Data records:

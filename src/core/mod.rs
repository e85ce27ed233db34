//! The queued dispatcher.
//!
//! A [`QueuedDispatcher`] owns one unbounded FIFO and, while running, one
//! dedicated OS thread that feeds every posted message to the bound handler
//! in order. Messages can be posted from any number of threads.

use crate::config::DispatcherConfig;
use crate::error::{DispatchError, DispatchResult, panic_message};
use std::fmt;
use std::sync::atomic::Ordering;
use std::sync::{Arc, Mutex, MutexGuard, PoisonError};
use std::thread::{self, JoinHandle};
use std::time::Duration;
use uuid::Uuid;

pub mod handler;
pub mod shutdown;
pub mod worker;

pub use handler::{HandlerSlot, MessageHandler, SharedHandler};
pub use worker::{DispatcherStats, ExitStatus};

use worker::Shared;

/// Observable lifecycle state of a dispatcher.
#[derive(Debug, Clone, Copy, PartialEq, Eq)]
pub enum DispatcherState {
    /// No worker thread
    Idle,
    /// Worker thread is processing or waiting for messages
    Running,
    /// Stop was requested, the worker has not exited yet
    StopRequested,
    /// The worker exited and is waiting to be joined
    Finished,
}

/// Control-side bookkeeping, only touched by control calls.
///
/// The lock is never held across a thread join, so the handler may query the
/// dispatcher while another thread waits for it to finish.
struct Control {
    worker: Option<JoinHandle<ExitStatus>>,
    /// A join took `worker` and is waiting on the thread
    joining: bool,
    last_exit: Option<ExitStatus>,
}

/// Processes messages sequentially on a dedicated thread.
///
/// # Examples
///
/// ```rust
/// use relayq::prelude::*;
/// use std::sync::Arc;
/// use std::sync::atomic::{AtomicU32, Ordering};
/// use std::time::Duration;
///
/// let total = Arc::new(AtomicU32::new(0));
/// let sink = Arc::clone(&total);
///
/// let dispatcher: QueuedDispatcher<u32> = QueuedDispatcher::with_handler(move |n: u32| {
///     sink.fetch_add(n, Ordering::SeqCst);
///     Outcome::Good
/// });
///
/// dispatcher.start()?;
/// for n in 0..5 {
///     dispatcher.post_message(n);
/// }
///
/// let status = dispatcher.join_after_drain(Duration::from_millis(1));
/// assert_eq!(status, Some(ExitStatus::Stopped));
/// assert_eq!(total.load(Ordering::SeqCst), 10);
/// # Ok::<(), relayq::DispatchError>(())
/// ```
pub struct QueuedDispatcher<M: Send + 'static> {
    shared: Arc<Shared<M>>,
    control: Mutex<Control>,
    config: DispatcherConfig,
}

impl<M: Send + 'static> QueuedDispatcher<M> {
    /// Create an idle dispatcher with no handler bound.
    pub fn new() -> Self {
        Self::with_config(DispatcherConfig::default())
    }

    /// Create an idle dispatcher with the given configuration.
    pub fn with_config(config: DispatcherConfig) -> Self {
        Self::build(config, HandlerSlot::empty())
    }

    /// Create an idle dispatcher with a handler already bound.
    pub fn with_handler<H>(handler: H) -> Self
    where
        H: MessageHandler<M> + 'static,
    {
        Self::build(DispatcherConfig::default(), HandlerSlot::with(Arc::new(handler)))
    }

    fn build(config: DispatcherConfig, handler: HandlerSlot<M>) -> Self {
        let shared = Arc::new(Shared::new(config.name.clone(), handler));
        tracing::debug!(dispatcher = %shared.name, id = %shared.id, "Dispatcher created");

        Self {
            shared,
            control: Mutex::new(Control {
                worker: None,
                joining: false,
                last_exit: None,
            }),
            config,
        }
    }

    fn control(&self) -> MutexGuard<'_, Control> {
        self.control.lock().unwrap_or_else(PoisonError::into_inner)
    }

    /// Bind the handler. Replaces any previous handler; a running dispatcher
    /// uses the new one from the next message on.
    pub fn register_handler<H>(&self, handler: H)
    where
        H: MessageHandler<M> + 'static,
    {
        self.register_shared_handler(Arc::new(handler));
    }

    /// Bind an already shared handler.
    pub fn register_shared_handler(&self, handler: SharedHandler<M>) {
        let name = handler.name().to_string();
        let replaced = self.shared.handler.bind(handler).is_some();
        tracing::debug!(
            dispatcher = %self.shared.name,
            id = %self.shared.id,
            handler = %name,
            replaced,
            "Handler registered"
        );
    }

    /// Whether a handler is bound.
    pub fn has_handler(&self) -> bool {
        self.shared.handler.is_bound()
    }

    /// Spawn the dispatcher thread.
    ///
    /// Fails with [`DispatchError::AlreadyRunning`] if a worker is active or
    /// still being joined, and with [`DispatchError::NoHandler`] if no
    /// handler is bound. A worker that already exited but was never joined is
    /// joined first; messages posted since it exited are kept.
    pub fn start(&self) -> DispatchResult<()> {
        let mut control = self.control();

        if control.joining || self.shared.active.load(Ordering::Acquire) {
            tracing::warn!(
                dispatcher = %self.shared.name,
                id = %self.shared.id,
                "Start requested while already running"
            );
            return Err(DispatchError::AlreadyRunning);
        }

        // The previous run already left its loop, so this join is short.
        if let Some(worker) = control.worker.take() {
            control.last_exit = Some(self.reap(worker));
        }

        if !self.shared.handler.is_bound() {
            return Err(DispatchError::NoHandler);
        }

        self.shared.stop_requested.store(false, Ordering::Release);
        self.shared.store.rearm();
        self.shared.active.store(true, Ordering::Release);

        let mut builder = thread::Builder::new().name(self.config.name.clone());
        if let Some(size) = self.config.thread_stack_size {
            builder = builder.stack_size(size);
        }

        let shared = Arc::clone(&self.shared);
        let handle = match builder.spawn(move || worker::run(&shared)) {
            Ok(handle) => handle,
            Err(e) => {
                self.shared.active.store(false, Ordering::Release);
                tracing::error!(
                    dispatcher = %self.shared.name,
                    id = %self.shared.id,
                    "Failed to spawn dispatcher thread: {}",
                    e
                );
                return Err(DispatchError::ThreadSpawn(e));
            }
        };

        control.worker = Some(handle);
        self.shared.stats.runs.fetch_add(1, Ordering::Relaxed);

        tracing::info!(
            dispatcher = %self.shared.name,
            id = %self.shared.id,
            pending = self.shared.store.len(),
            "📨 Dispatcher started"
        );
        Ok(())
    }

    /// Queue a message. Never blocks beyond lock contention; if the
    /// dispatcher is not running the message waits for the next start.
    pub fn post_message(&self, message: M) {
        self.shared.store.push(message);
        self.shared.stats.posted.fetch_add(1, Ordering::Relaxed);
    }

    /// Whether the dispatcher thread is active.
    ///
    /// A worker that has already exited reports `false` even before it is
    /// joined.
    pub fn is_running(&self) -> bool {
        self.shared.active.load(Ordering::Acquire)
    }

    /// Current lifecycle state.
    pub fn state(&self) -> DispatcherState {
        if !self.has_worker() {
            return DispatcherState::Idle;
        }
        if !self.is_running() {
            return DispatcherState::Finished;
        }
        if self.shared.stop_requested.load(Ordering::Acquire) {
            DispatcherState::StopRequested
        } else {
            DispatcherState::Running
        }
    }

    /// Ask the worker to stop. Does not block.
    pub fn request_stop(&self) {
        self.shared.request_stop();
        tracing::debug!(dispatcher = %self.shared.name, id = %self.shared.id, "Stop requested");
    }

    /// Whether something was posted since the worker last started draining.
    pub fn is_queue_updated(&self) -> bool {
        self.shared.store.is_updated()
    }

    /// Number of messages waiting to be processed.
    pub fn pending(&self) -> usize {
        self.shared.store.len()
    }

    /// Drop every pending message without processing it.
    ///
    /// Returns the number of discarded messages.
    pub fn discard_pending(&self) -> usize {
        let discarded = self.shared.store.clear();
        self.shared
            .stats
            .discarded
            .fetch_add(discarded as u64, Ordering::Relaxed);
        discarded
    }

    /// Block until the queue is empty, sleeping `poll_interval` between
    /// checks. Returns early if the worker exits, so a failed run never
    /// leaves the caller waiting on messages nobody will process.
    pub fn wait_for_empty(&self, poll_interval: Duration) {
        while !self.shared.store.is_empty() && self.is_running() {
            thread::sleep(poll_interval);
        }
    }

    /// Graceful stop: wait for the queue to drain, request a stop and join
    /// the worker. Anything posted after the drain but before the worker
    /// exits is discarded with the run.
    ///
    /// Returns the run's exit status, or `None` if there was no worker.
    pub fn join_after_drain(&self, poll_interval: Duration) -> Option<ExitStatus> {
        if !self.has_worker() {
            return None;
        }

        tracing::info!(
            dispatcher = %self.shared.name,
            id = %self.shared.id,
            pending = self.pending(),
            "📨 Draining dispatcher"
        );

        self.wait_for_empty(poll_interval);
        self.request_stop();
        self.join()
    }

    /// Graceful stop using the configured poll interval.
    pub fn drain_and_join(&self) -> Option<ExitStatus> {
        self.join_after_drain(self.config.drain_poll_interval())
    }

    /// Forced stop: request a stop and join without draining. Queued
    /// messages are discarded; a handler call already in progress finishes.
    ///
    /// Returns the run's exit status, or `None` if there was no worker.
    pub fn force_stop_now(&self) -> Option<ExitStatus> {
        if !self.has_worker() {
            return None;
        }

        self.request_stop();
        self.join()
    }

    /// Wait for the worker to exit and return to idle.
    ///
    /// Only returns once the worker leaves its loop, so call it after
    /// [`request_stop`](Self::request_stop) or once the run has failed.
    /// Returns `None` if there is no worker, if another thread is already
    /// joining it, or if called from the dispatcher thread itself.
    pub fn join(&self) -> Option<ExitStatus> {
        let worker = {
            let mut control = self.control();
            let worker = control.worker.take()?;
            if worker.thread().id() == thread::current().id() {
                control.worker = Some(worker);
                tracing::warn!(
                    dispatcher = %self.shared.name,
                    id = %self.shared.id,
                    "Join requested from the dispatcher thread itself, ignoring"
                );
                return None;
            }
            control.joining = true;
            worker
        };

        let status = self.reap(worker);

        let mut control = self.control();
        control.joining = false;
        control.last_exit = Some(status.clone());
        Some(status)
    }

    /// Exit status of the most recently joined run.
    pub fn last_exit(&self) -> Option<ExitStatus> {
        self.control().last_exit.clone()
    }

    /// Statistics snapshot.
    pub fn stats(&self) -> DispatcherStats {
        self.shared.stats.snapshot()
    }

    /// Instance identifier used in log fields.
    pub fn id(&self) -> Uuid {
        self.shared.id
    }

    /// The configuration this dispatcher was built with.
    pub fn config(&self) -> &DispatcherConfig {
        &self.config
    }

    fn has_worker(&self) -> bool {
        let control = self.control();
        control.worker.is_some() || control.joining
    }

    /// Join a worker thread and log how its run ended.
    ///
    /// Never takes the control lock. The worker has already discarded
    /// whatever its run left queued.
    fn reap(&self, worker: JoinHandle<ExitStatus>) -> ExitStatus {
        let status = match worker.join() {
            Ok(status) => status,
            Err(payload) => ExitStatus::Panicked(panic_message(payload.as_ref())),
        };

        match &status {
            ExitStatus::Stopped => tracing::info!(
                dispatcher = %self.shared.name,
                id = %self.shared.id,
                pending = self.pending(),
                "📨 Dispatcher joined"
            ),
            failure => tracing::error!(
                dispatcher = %self.shared.name,
                id = %self.shared.id,
                status = ?failure,
                "📨 Dispatcher joined after failure"
            ),
        }

        status
    }
}

impl<M: Send + 'static> Default for QueuedDispatcher<M> {
    fn default() -> Self {
        Self::new()
    }
}

impl<M: Send + 'static> fmt::Debug for QueuedDispatcher<M> {
    fn fmt(&self, f: &mut fmt::Formatter<'_>) -> fmt::Result {
        f.debug_struct("QueuedDispatcher")
            .field("id", &self.shared.id)
            .field("name", &self.shared.name)
            .field("running", &self.is_running())
            .field("pending", &self.pending())
            .field("handler", &self.shared.handler)
            .finish()
    }
}

impl<M: Send + 'static> Drop for QueuedDispatcher<M> {
    fn drop(&mut self) {
        if let Some(status) = self.force_stop_now() {
            tracing::debug!(
                dispatcher = %self.shared.name,
                id = %self.shared.id,
                status = ?status,
                "Dispatcher dropped while running, forced stop"
            );
        }
    }
}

Exercise instructions:
Could you write out, exactly as they stand, only the lines above that begin at the line with "self.control().last_exit.clone()" and stop after the line with "Self::new()"?

Solved exercise:
        self.control().last_exit.clone()
    }

    /// Statistics snapshot.
    pub fn stats(&self) -> DispatcherStats {
        self.shared.stats.snapshot()
    }

    /// Instance identifier used in log fields.
    pub fn id(&self) -> Uuid {
        self.shared.id
    }

    /// The configuration this dispatcher was built with.
    pub fn config(&self) -> &DispatcherConfig {
        &self.config
    }

    fn has_worker(&self) -> bool {
        let control = self.control();
        control.worker.is_some() || control.joining
    }

    /// Join a worker thread and log how its run ended.
    ///
    /// Never takes the control lock. The worker has already discarded
    /// whatever its run left queued.
    fn reap(&self, worker: JoinHandle<ExitStatus>) -> ExitStatus {
        let status = match worker.join() {
            Ok(status) => status,
            Err(payload) => ExitStatus::Panicked(panic_message(payload.as_ref())),
        };

        match &status {
            ExitStatus::Stopped => tracing::info!(
                dispatcher = %self.shared.name,
                id = %self.shared.id,
                pending = self.pending(),
                "📨 Dispatcher joined"
            ),
            failure => tracing::error!(
                dispatcher = %self.shared.name,
                id = %self.shared.id,
                status = ?failure,
                "📨 Dispatcher joined after failure"
            ),
        }

        status
    }
}

impl<M: Send + 'static> Default for QueuedDispatcher<M> {
    fn default() -> Self {
        Self::new()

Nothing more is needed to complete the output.